- _AIM OF THE EXERCISE_:
Quote every entry word for word.

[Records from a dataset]
┄┄┄┄┄┄
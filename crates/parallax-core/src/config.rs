use crate::constants::*;
use std::time::Duration;
use thiserror::Error;

/// The three stacked layers, back to front.
#[derive(Clone, Copy, Debug, PartialEq, Eq, Hash)]
pub enum Layer {
    Background,
    Middle,
    Foreground,
}

impl Layer {
    /// Draw order: background first.
    pub const ALL: [Layer; 3] = [Layer::Background, Layer::Middle, Layer::Foreground];

    #[inline]
    pub fn index(self) -> usize {
        match self {
            Layer::Background => 0,
            Layer::Middle => 1,
            Layer::Foreground => 2,
        }
    }

    /// Background moves against the tilt, the other two move with it.
    #[inline]
    pub fn direction(self) -> f32 {
        match self {
            Layer::Background => -1.0,
            Layer::Middle | Layer::Foreground => 1.0,
        }
    }

    pub fn name(self) -> &'static str {
        match self {
            Layer::Background => "background",
            Layer::Middle => "middle",
            Layer::Foreground => "foreground",
        }
    }
}

#[derive(Clone, Debug, PartialEq)]
pub struct LayerConfig {
    /// Image reference understood by the front-end (a URL on the web).
    pub image: String,
    pub parallax_factor: f32,
    pub scale: f32,
}

impl LayerConfig {
    pub fn new(image: impl Into<String>, parallax_factor: f32, scale: f32) -> Self {
        Self {
            image: image.into(),
            parallax_factor,
            scale,
        }
    }
}

/// Static tuning for one parallax banner.
#[derive(Clone, Debug, PartialEq)]
pub struct ParallaxConfig {
    pub max_offset: f32,
    pub max_angle_x: f32,
    pub max_angle_y: f32,
    pub perspective: f32,
    pub transition: Duration,
    pub background: LayerConfig,
    pub middle: LayerConfig,
    pub foreground: LayerConfig,
}

impl Default for ParallaxConfig {
    fn default() -> Self {
        Self {
            max_offset: MAX_OFFSET_PX,
            max_angle_x: MAX_ANGLE_X_DEG,
            max_angle_y: MAX_ANGLE_Y_DEG,
            perspective: PERSPECTIVE,
            transition: TRANSITION_DURATION,
            background: LayerConfig::new("", BACKGROUND_FACTOR, BACKGROUND_SCALE),
            middle: LayerConfig::new("", MIDDLE_FACTOR, MIDDLE_SCALE),
            foreground: LayerConfig::new("", FOREGROUND_FACTOR, FOREGROUND_SCALE),
        }
    }
}

#[derive(Debug, Error, PartialEq)]
pub enum ConfigError {
    #[error("{field} must be a finite number, got {value}")]
    NotFinite { field: &'static str, value: f32 },
    #[error("{field} must not be negative, got {value}")]
    Negative { field: &'static str, value: f32 },
    #[error("{field} must be greater than zero, got {value}")]
    NotPositive { field: &'static str, value: f32 },
    #[error("transition duration must be greater than zero")]
    ZeroTransition,
}

fn check_finite(field: &'static str, value: f32) -> Result<(), ConfigError> {
    if value.is_finite() {
        Ok(())
    } else {
        Err(ConfigError::NotFinite { field, value })
    }
}

fn check_non_negative(field: &'static str, value: f32) -> Result<(), ConfigError> {
    check_finite(field, value)?;
    if value < 0.0 {
        return Err(ConfigError::Negative { field, value });
    }
    Ok(())
}

fn check_positive(field: &'static str, value: f32) -> Result<(), ConfigError> {
    check_finite(field, value)?;
    if value <= 0.0 {
        return Err(ConfigError::NotPositive { field, value });
    }
    Ok(())
}

impl ParallaxConfig {
    /// Default tuning with the three image references filled in.
    pub fn with_images(
        background: impl Into<String>,
        middle: impl Into<String>,
        foreground: impl Into<String>,
    ) -> Self {
        let mut cfg = Self::default();
        cfg.background.image = background.into();
        cfg.middle.image = middle.into();
        cfg.foreground.image = foreground.into();
        cfg
    }

    #[inline]
    pub fn layer(&self, layer: Layer) -> &LayerConfig {
        match layer {
            Layer::Background => &self.background,
            Layer::Middle => &self.middle,
            Layer::Foreground => &self.foreground,
        }
    }

    #[inline]
    pub fn layer_mut(&mut self, layer: Layer) -> &mut LayerConfig {
        match layer {
            Layer::Background => &mut self.background,
            Layer::Middle => &mut self.middle,
            Layer::Foreground => &mut self.foreground,
        }
    }

    pub fn validate(&self) -> Result<(), ConfigError> {
        check_non_negative("max_offset", self.max_offset)?;
        check_non_negative("max_angle_x", self.max_angle_x)?;
        check_non_negative("max_angle_y", self.max_angle_y)?;
        check_positive("perspective", self.perspective)?;
        if self.transition.is_zero() {
            return Err(ConfigError::ZeroTransition);
        }
        check_non_negative("background.parallax_factor", self.background.parallax_factor)?;
        check_non_negative("middle.parallax_factor", self.middle.parallax_factor)?;
        check_non_negative("foreground.parallax_factor", self.foreground.parallax_factor)?;
        check_positive("background.scale", self.background.scale)?;
        check_positive("middle.scale", self.middle.scale)?;
        check_positive("foreground.scale", self.foreground.scale)?;
        Ok(())
    }
}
┄┄┄┄┄┄
- _RESULT OF THE EXERCISE_:
filename crates/parallax-core/src/config.rs
use crate::constants::*;
use std::time::Duration;
use thiserror::Error;

/// The three stacked layers, back to front.
#[derive(Clone, Copy, Debug, PartialEq, Eq, Hash)]
pub enum Layer {
    Background,
    Middle,
    Foreground,
}

impl Layer {
    /// Draw order: background first.
    pub const ALL: [Layer; 3] = [Layer::Background, Layer::Middle, Layer::Foreground];

    #[inline]
    pub fn index(self) -> usize {
        match self {
            Layer::Background => 0,
            Layer::Middle => 1,
            Layer::Foreground => 2,
        }
    }

    /// Background moves against the tilt, the other two move with it.
    #[inline]
    pub fn direction(self) -> f32 {
        match self {
            Layer::Background => -1.0,
            Layer::Middle | Layer::Foreground => 1.0,
        }
    }

    pub fn name(self) -> &'static str {
        match self {
            Layer::Background => "background",
            Layer::Middle => "middle",
            Layer::Foreground => "foreground",
        }
    }
}

#[derive(Clone, Debug, PartialEq)]
pub struct LayerConfig {
    /// Image reference understood by the front-end (a URL on the web).
    pub image: String,
    pub parallax_factor: f32,
    pub scale: f32,
}

impl LayerConfig {
    pub fn new(image: impl Into<String>, parallax_factor: f32, scale: f32) -> Self {
        Self {
            image: image.into(),
            parallax_factor,
            scale,
        }
    }
}

/// Static tuning for one parallax banner.
#[derive(Clone, Debug, PartialEq)]
pub struct ParallaxConfig {
    pub max_offset: f32,
    pub max_angle_x: f32,
    pub max_angle_y: f32,
    pub perspective: f32,
    pub transition: Duration,
    pub background: LayerConfig,
    pub middle: LayerConfig,
    pub foreground: LayerConfig,
}

impl Default for ParallaxConfig {
    fn default() -> Self {
        Self {
            max_offset: MAX_OFFSET_PX,
            max_angle_x: MAX_ANGLE_X_DEG,
            max_angle_y: MAX_ANGLE_Y_DEG,
            perspective: PERSPECTIVE,
            transition: TRANSITION_DURATION,
            background: LayerConfig::new("", BACKGROUND_FACTOR, BACKGROUND_SCALE),
            middle: LayerConfig::new("", MIDDLE_FACTOR, MIDDLE_SCALE),
            foreground: LayerConfig::new("", FOREGROUND_FACTOR, FOREGROUND_SCALE),
        }
    }
}

#[derive(Debug, Error, PartialEq)]
pub enum ConfigError {
    #[error("{field} must be a finite number, got {value}")]
    NotFinite { field: &'static str, value: f32 },
    #[error("{field} must not be negative, got {value}")]
    Negative { field: &'static str, value: f32 },
    #[error("{field} must be greater than zero, got {value}")]
    NotPositive { field: &'static str, value: f32 },
    #[error("transition duration must be greater than zero")]
    ZeroTransition,
}

fn check_finite(field: &'static str, value: f32) -> Result<(), ConfigError> {
    if value.is_finite() {
        Ok(())
    } else {
        Err(ConfigError::NotFinite { field, value })
    }
}

fn check_non_negative(field: &'static str, value: f32) -> Result<(), ConfigError> {
    check_finite(field, value)?;
    if value < 0.0 {
        return Err(ConfigError::Negative { field, value });
    }
    Ok(())
}

fn check_positive(field: &'static str, value: f32) -> Result<(), ConfigError> {
    check_finite(field, value)?;
    if value <= 0.0 {
        return Err(ConfigError::NotPositive { field, value });
    }
    Ok(())
}

impl ParallaxConfig {
    /// Default tuning with the three image references filled in.
    pub fn with_images(
        background: impl Into<String>,
        middle: impl Into<String>,
        foreground: impl Into<String>,
    ) -> Self {
        let mut cfg = Self::default();
        cfg.background.image = background.into();
        cfg.middle.image = middle.into();
        cfg.foreground.image = foreground.into();
        cfg
    }

    #[inline]
    pub fn layer(&self, layer: Layer) -> &LayerConfig {
        match layer {
            Layer::Background => &self.background,
            Layer::Middle => &self.middle,
            Layer::Foreground => &self.foreground,
        }
    }

    #[inline]
    pub fn layer_mut(&mut self, layer: Layer) -> &mut LayerConfig {
        match layer {
            Layer::Background => &mut self.background,
            Layer::Middle => &mut self.middle,
            Layer::Foreground => &mut self.foreground,
        }
    }

    pub fn validate(&self) -> Result<(), ConfigError> {
        check_non_negative("max_offset", self.max_offset)?;
        check_non_negative("max_angle_x", self.max_angle_x)?;
        check_non_negative("max_angle_y", self.max_angle_y)?;
        check_positive("perspective", self.perspective)?;
        if self.transition.is_zero() {
            return Err(ConfigError::ZeroTransition);
        }
        check_non_negative("background.parallax_factor", self.background.parallax_factor)?;
        check_non_negative("middle.parallax_factor", self.middle.parallax_factor)?;
        check_non_negative("foreground.parallax_factor", self.foreground.parallax_factor)?;
        check_positive("background.scale", self.background.scale)?;
        check_positive("middle.scale", self.middle.scale)?;
        check_positive("foreground.scale", self.foreground.scale)?;
        Ok(())
    }
}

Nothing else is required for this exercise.